DIRECTIONS FOR THIS TASK:
From the entries, copy every line that carries the string "orchestrator".

Stored data entries:
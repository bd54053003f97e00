//! Persistence drivers for the supported backends
//!
//! | Driver            | Kind                     | Feature           |
//! |-------------------|--------------------------|-------------------|
//! | [`InMemoryDriver`]| `in-memory`              | `in-memory`       |
//! | `PostgresDriver`  | `relational-orm`         | `postgres`        |
//! | `MongoDriver`     | `document-odm`           | `mongodb_backend` |
//! | `LmdbDriver`      | `content-repository-odm` | `lmdb`            |
//!
//! Backends without native multi-statement transactions buffer staged writes
//! in a [`UnitOfWork`] and apply them on commit.

pub mod in_memory;
#[cfg(feature = "lmdb")]
pub mod lmdb;
#[cfg(feature = "mongodb_backend")]
pub mod mongodb;
#[cfg(feature = "postgres")]
pub mod postgres;

pub use in_memory::InMemoryDriver;
#[cfg(feature = "lmdb")]
pub use lmdb::LmdbDriver;
#[cfg(feature = "mongodb_backend")]
pub use mongodb::MongoDriver;
#[cfg(feature = "postgres")]
pub use postgres::PostgresDriver;

use crate::core::driver::persisted_id;
use crate::core::error::PersistenceError;
use crate::core::resource::Resource;
use uuid::Uuid;

/// A write staged on a buffered transaction
#[derive(Debug, Clone)]
pub enum PendingWrite<T> {
    Insert(Uuid, T),
    Update(Uuid, T),
    Delete(Uuid),
}

impl<T> PendingWrite<T> {
    pub fn id(&self) -> Uuid {
        match self {
            PendingWrite::Insert(id, _) | PendingWrite::Update(id, _) | PendingWrite::Delete(id) => *id,
        }
    }
}

/// Ordered list of staged writes
#[derive(Debug)]
pub struct UnitOfWork<T> {
    writes: Vec<PendingWrite<T>>,
}

impl<T> Default for UnitOfWork<T> {
    fn default() -> Self {
        Self { writes: Vec::new() }
    }
}

impl<T: Resource> UnitOfWork<T> {
    pub fn new() -> Self {
        Self::default()
    }

    /// Stage an insert, assigning a fresh id when the resource has none
    pub fn stage_create(&mut self, mut resource: T) -> T {
        let id = match resource.id() {
            Some(id) => id,
            None => {
                let id = Uuid::new_v4();
                resource.assign_id(id);
                id
            }
        };
        self.writes.push(PendingWrite::Insert(id, resource.clone()));
        resource
    }

    pub fn stage_update(&mut self, resource: T) -> Result<T, PersistenceError> {
        let id = persisted_id(&resource)?;
        self.writes.push(PendingWrite::Update(id, resource.clone()));
        Ok(resource)
    }

    pub fn stage_delete(&mut self, resource: &T) -> Result<(), PersistenceError> {
        let id = persisted_id(resource)?;
        self.writes.push(PendingWrite::Delete(id));
        Ok(())
    }

    pub fn is_empty(&self) -> bool {
        self.writes.is_empty()
    }

    pub fn into_writes(self) -> Vec<PendingWrite<T>> {
        self.writes
    }
}

/// Serialize a resource to the JSON object drivers match criteria against
pub(crate) fn to_document<T: Resource>(resource: &T) -> Result<serde_json::Value, PersistenceError> {
    serde_json::to_value(resource).map_err(|e| PersistenceError::serialization(T::resource_name(), e))
}

pub(crate) fn from_document<T: Resource>(document: serde_json::Value) -> Result<T, PersistenceError> {
    serde_json::from_value(document).map_err(|e| PersistenceError::serialization(T::resource_name(), e))
}
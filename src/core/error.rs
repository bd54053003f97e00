//! Typed error handling for the resource orchestrator
//!
//! Every action of a [`ResourceController`](crate::server::ResourceController)
//! fails with a [`ResourceError`]. The variants follow the lifetime of a request:
//!
//! - [`ResourceError::Config`]: wiring problems (unknown driver kind, unknown
//!   operation, missing template). Raised at startup when possible.
//! - [`ResourceError::AccessDenied`]: the authorization gate refused the action.
//!   Always raised before the driver is touched.
//! - [`ResourceError::NotFound`]: a singular lookup matched nothing.
//! - [`ResourceError::Validation`]: submitted data was rejected.
//! - [`ResourceError::Persistence`]: the driver failed while writing.
//!
//! # Example
//!
//! ```rust,ignore
//! match controller.show(&request).await {
//!     Ok(response) => response.into_response(),
//!     Err(ResourceError::NotFound { resource, .. }) => {
//!         tracing::debug!("{} not found", resource);
//!         StatusCode::NOT_FOUND.into_response()
//!     }
//!     Err(e) => e.into_response(),
//! }
//! ```

use crate::config::Action;
use crate::core::naming;
use crate::core::query::Criteria;
use axum::Json;
use axum::http::StatusCode;
use axum::response::{IntoResponse, Response};
use serde::Serialize;
use std::fmt;

/// The main error type for the resource orchestrator
#[derive(Debug)]
pub enum ResourceError {
    /// A singular lookup matched nothing
    NotFound {
        resource: String,
        criteria: Criteria,
    },

    /// The authorization collaborator denied the role required for an action
    AccessDenied { action: Action, role: String },

    /// Submitted data was rejected
    Validation(ValidationError),

    /// The persistence driver failed during a write
    Persistence(PersistenceError),

    /// Configuration or wiring errors
    Config(ConfigError),

    /// Collaborator failures that have no better category
    Internal(String),
}

impl fmt::Display for ResourceError {
    fn fmt(&self, f: &mut fmt::Formatter<'_>) -> fmt::Result {
        match self {
            ResourceError::NotFound { resource, criteria } => {
                let criteria = serde_json::Value::Object(criteria.clone());
                write!(
                    f,
                    "Requested {} does not exist with these criteria: {}.",
                    naming::humanize(resource),
                    criteria
                )
            }
            ResourceError::AccessDenied { action, role } => {
                write!(f, "Access denied: action '{}' requires {}", action, role)
            }
            ResourceError::Validation(e) => write!(f, "{}", e),
            ResourceError::Persistence(e) => write!(f, "{}", e),
            ResourceError::Config(e) => write!(f, "{}", e),
            ResourceError::Internal(msg) => write!(f, "Internal error: {}", msg),
        }
    }
}

impl std::error::Error for ResourceError {
    fn source(&self) -> Option<&(dyn std::error::Error + 'static)> {
        match self {
            ResourceError::Validation(e) => Some(e),
            ResourceError::Persistence(e) => Some(e),
            ResourceError::Config(e) => Some(e),
            _ => None,
        }
    }
}

/// Error response structure for HTTP responses
#[derive(Debug, Serialize)]
pub struct ErrorResponse {
    /// Error code for programmatic handling
    pub code: String,
    /// Human-readable error message
    pub message: String,
    /// Optional additional details
    #[serde(skip_serializing_if = "Option::is_none")]
    pub details: Option<serde_json::Value>,
}

impl ResourceError {
    /// Build a not-found error for a resource and the criteria that missed
    pub fn not_found(resource: impl Into<String>, criteria: Criteria) -> Self {
        ResourceError::NotFound {
            resource: resource.into(),
            criteria,
        }
    }

    /// Get the HTTP status code for this error
    pub fn status_code(&self) -> StatusCode {
        match self {
            ResourceError::NotFound { .. } => StatusCode::NOT_FOUND,
            ResourceError::AccessDenied { .. } => StatusCode::FORBIDDEN,
            ResourceError::Validation(_) => StatusCode::BAD_REQUEST,
            ResourceError::Persistence(e) => e.status_code(),
            ResourceError::Config(_) => StatusCode::INTERNAL_SERVER_ERROR,
            ResourceError::Internal(_) => StatusCode::INTERNAL_SERVER_ERROR,
        }
    }

    /// Get the error code for this error
    pub fn error_code(&self) -> &'static str {
        match self {
            ResourceError::NotFound { .. } => "RESOURCE_NOT_FOUND",
            ResourceError::AccessDenied { .. } => "ACCESS_DENIED",
            ResourceError::Validation(_) => "VALIDATION_ERROR",
            ResourceError::Persistence(e) => e.error_code(),
            ResourceError::Config(e) => e.error_code(),
            ResourceError::Internal(_) => "INTERNAL_ERROR",
        }
    }

    /// Whether the user can recover from this error by changing the request
    ///
    /// Not-found and validation outcomes are rendered back into the interactive
    /// flow; everything else terminates the request.
    pub fn is_recoverable(&self) -> bool {
        matches!(
            self,
            ResourceError::NotFound { .. } | ResourceError::Validation(_)
        )
    }

    /// Convert to an error response
    pub fn to_response(&self) -> ErrorResponse {
        ErrorResponse {
            code: self.error_code().to_string(),
            message: self.to_string(),
            details: self.details(),
        }
    }

    fn details(&self) -> Option<serde_json::Value> {
        match self {
            ResourceError::NotFound { resource, criteria } => Some(serde_json::json!({
                "resource": resource,
                "criteria": criteria,
            })),
            ResourceError::AccessDenied { action, role } => Some(serde_json::json!({
                "action": action,
                "role": role,
            })),
            ResourceError::Validation(ValidationError::FieldErrors(errors)) => {
                Some(serde_json::json!({ "fields": errors }))
            }
            ResourceError::Config(ConfigError::DriverNotFound { kind }) => {
                Some(serde_json::json!({ "kind": kind }))
            }
            _ => None,
        }
    }
}

impl IntoResponse for ResourceError {
    fn into_response(self) -> Response {
        let status = self.status_code();
        let body = Json(self.to_response());
        (status, body).into_response()
    }
}

// =============================================================================
// Persistence Errors
// =============================================================================

/// Errors raised by persistence drivers
///
/// Drivers return empty results for lookups that match nothing; these errors
/// only describe genuine backend failures.
#[derive(Debug, thiserror::Error)]
pub enum PersistenceError {
    /// An update or delete targeted a resource the backend does not hold
    #[error("{resource} '{id}' is not persisted")]
    Missing { resource: String, id: String },

    /// A uniqueness or integrity constraint rejected the write
    #[error("{resource} violates constraint '{constraint}': {message}")]
    ConstraintViolation {
        resource: String,
        constraint: String,
        message: String,
    },

    /// A concurrent modification was detected by the backend
    #[error("{resource} was modified concurrently: {message}")]
    Conflict { resource: String, message: String },

    /// The resource could not be converted to or from the backend format
    #[error("failed to (de)serialize {resource}: {message}")]
    Serialization { resource: String, message: String },

    /// Any other backend failure
    #[error("{backend} error: {message}")]
    Backend { backend: String, message: String },
}

impl PersistenceError {
    pub fn backend(backend: impl Into<String>, message: impl ToString) -> Self {
        PersistenceError::Backend {
            backend: backend.into(),
            message: message.to_string(),
        }
    }

    pub fn serialization(resource: impl Into<String>, message: impl ToString) -> Self {
        PersistenceError::Serialization {
            resource: resource.into(),
            message: message.to_string(),
        }
    }

    pub fn status_code(&self) -> StatusCode {
        match self {
            PersistenceError::Missing { .. } => StatusCode::NOT_FOUND,
            PersistenceError::ConstraintViolation { .. } => StatusCode::CONFLICT,
            PersistenceError::Conflict { .. } => StatusCode::CONFLICT,
            PersistenceError::Serialization { .. } => StatusCode::INTERNAL_SERVER_ERROR,
            PersistenceError::Backend { .. } => StatusCode::INTERNAL_SERVER_ERROR,
        }
    }

    pub fn error_code(&self) -> &'static str {
        match self {
            PersistenceError::Missing { .. } => "RESOURCE_NOT_PERSISTED",
            PersistenceError::ConstraintViolation { .. } => "CONSTRAINT_VIOLATION",
            PersistenceError::Conflict { .. } => "CONCURRENT_MODIFICATION",
            PersistenceError::Serialization { .. } => "SERIALIZATION_ERROR",
            PersistenceError::Backend { .. } => "STORAGE_ERROR",
        }
    }
}

impl From<PersistenceError> for ResourceError {
    fn from(err: PersistenceError) -> Self {
        ResourceError::Persistence(err)
    }
}

// =============================================================================
// Config Errors
// =============================================================================

/// Errors related to configuration and wiring
#[derive(Debug)]
pub enum ConfigError {
    /// The declared driver kind has no builder
    DriverNotFound { kind: String },

    /// A known driver kind was paired with a backend handle it cannot use
    BackendMismatch { kind: String, backend: String },

    /// An operation name outside the resolver whitelist
    UnknownOperation { name: String },

    /// An action needs a template but none is configured
    MissingTemplate { resource: String, action: Action },

    /// Invalid value in configuration
    InvalidValue {
        field: String,
        value: String,
        message: String,
    },

    /// Failed to parse configuration
    ParseError {
        file: Option<String>,
        message: String,
    },

    /// IO error while reading configuration
    IoError { message: String },
}

impl fmt::Display for ConfigError {
    fn fmt(&self, f: &mut fmt::Formatter<'_>) -> fmt::Result {
        match self {
            ConfigError::DriverNotFound { kind } => {
                write!(f, "Unknown driver kind '{}'", kind)
            }
            ConfigError::BackendMismatch { kind, backend } => {
                write!(
                    f,
                    "Driver kind '{}' cannot be built from a {} backend",
                    kind, backend
                )
            }
            ConfigError::UnknownOperation { name } => {
                write!(f, "Unknown repository operation '{}'", name)
            }
            ConfigError::MissingTemplate { resource, action } => {
                write!(f, "No template configured for {} {}", resource, action)
            }
            ConfigError::InvalidValue {
                field,
                value,
                message,
            } => {
                write!(
                    f,
                    "Invalid value '{}' for field '{}': {}",
                    value, field, message
                )
            }
            ConfigError::ParseError { file, message } => {
                if let Some(file) = file {
                    write!(f, "Failed to parse config file '{}': {}", file, message)
                } else {
                    write!(f, "Failed to parse config: {}", message)
                }
            }
            ConfigError::IoError { message } => {
                write!(f, "IO error: {}", message)
            }
        }
    }
}

impl std::error::Error for ConfigError {}

impl ConfigError {
    pub fn error_code(&self) -> &'static str {
        match self {
            ConfigError::DriverNotFound { .. } => "DRIVER_NOT_FOUND",
            ConfigError::BackendMismatch { .. } => "BACKEND_MISMATCH",
            ConfigError::UnknownOperation { .. } => "UNKNOWN_OPERATION",
            ConfigError::MissingTemplate { .. } => "MISSING_TEMPLATE",
            _ => "CONFIG_ERROR",
        }
    }
}

impl From<ConfigError> for ResourceError {
    fn from(err: ConfigError) -> Self {
        ResourceError::Config(err)
    }
}

// =============================================================================
// Validation Errors
// =============================================================================

/// Errors related to submitted data
#[derive(Debug)]
pub enum ValidationError {
    /// One or more fields were rejected
    FieldErrors(Vec<FieldValidationError>),

    /// The submitted body is not a JSON object
    InvalidJson { message: String },
}

/// A single field validation error
///
/// `field` is `None` for errors that concern the whole form.
#[derive(Debug, Clone, PartialEq, Serialize)]
pub struct FieldValidationError {
    #[serde(skip_serializing_if = "Option::is_none")]
    pub field: Option<String>,
    pub message: String,
}

impl FieldValidationError {
    pub fn field(field: impl Into<String>, message: impl Into<String>) -> Self {
        Self {
            field: Some(field.into()),
            message: message.into(),
        }
    }

    pub fn global(message: impl Into<String>) -> Self {
        Self {
            field: None,
            message: message.into(),
        }
    }
}

impl fmt::Display for ValidationError {
    fn fmt(&self, f: &mut fmt::Formatter<'_>) -> fmt::Result {
        match self {
            ValidationError::FieldErrors(errors) => {
                let msgs: Vec<String> = errors
                    .iter()
                    .map(|e| match &e.field {
                        Some(field) => format!("{}: {}", field, e.message),
                        None => e.message.clone(),
                    })
                    .collect();
                write!(f, "Validation errors: {}", msgs.join(", "))
            }
            ValidationError::InvalidJson { message } => {
                write!(f, "Invalid JSON: {}", message)
            }
        }
    }
}

impl std::error::Error for ValidationError {}

impl From<ValidationError> for ResourceError {
    fn from(err: ValidationError) -> Self {
        ResourceError::Validation(err)
    }
}

// =============================================================================
// Conversions from external errors
// =============================================================================

impl From<serde_json::Error> for ResourceError {
    fn from(err: serde_json::Error) -> Self {
        ResourceError::Internal(format!("serialization failed: {}", err))
    }
}

impl From<std::io::Error> for ConfigError {
    fn from(err: std::io::Error) -> Self {
        ConfigError::IoError {
            message: err.to_string(),
        }
    }
}

impl From<serde_yaml::Error> for ConfigError {
    fn from(err: serde_yaml::Error) -> Self {
        ConfigError::ParseError {
            file: None,
            message: err.to_string(),
        }
    }
}

/// Collaborators report failures through `anyhow`
impl From<anyhow::Error> for ResourceError {
    fn from(err: anyhow::Error) -> Self {
        ResourceError::Internal(format!("{:#}", err))
    }
}

/// A specialized Result type for resource operations
pub type ResourceResult<T> = Result<T, ResourceError>;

COMPLETED EXERCISE:
//! Typed error handling for the resource orchestrator
/// The main error type for the resource orchestrator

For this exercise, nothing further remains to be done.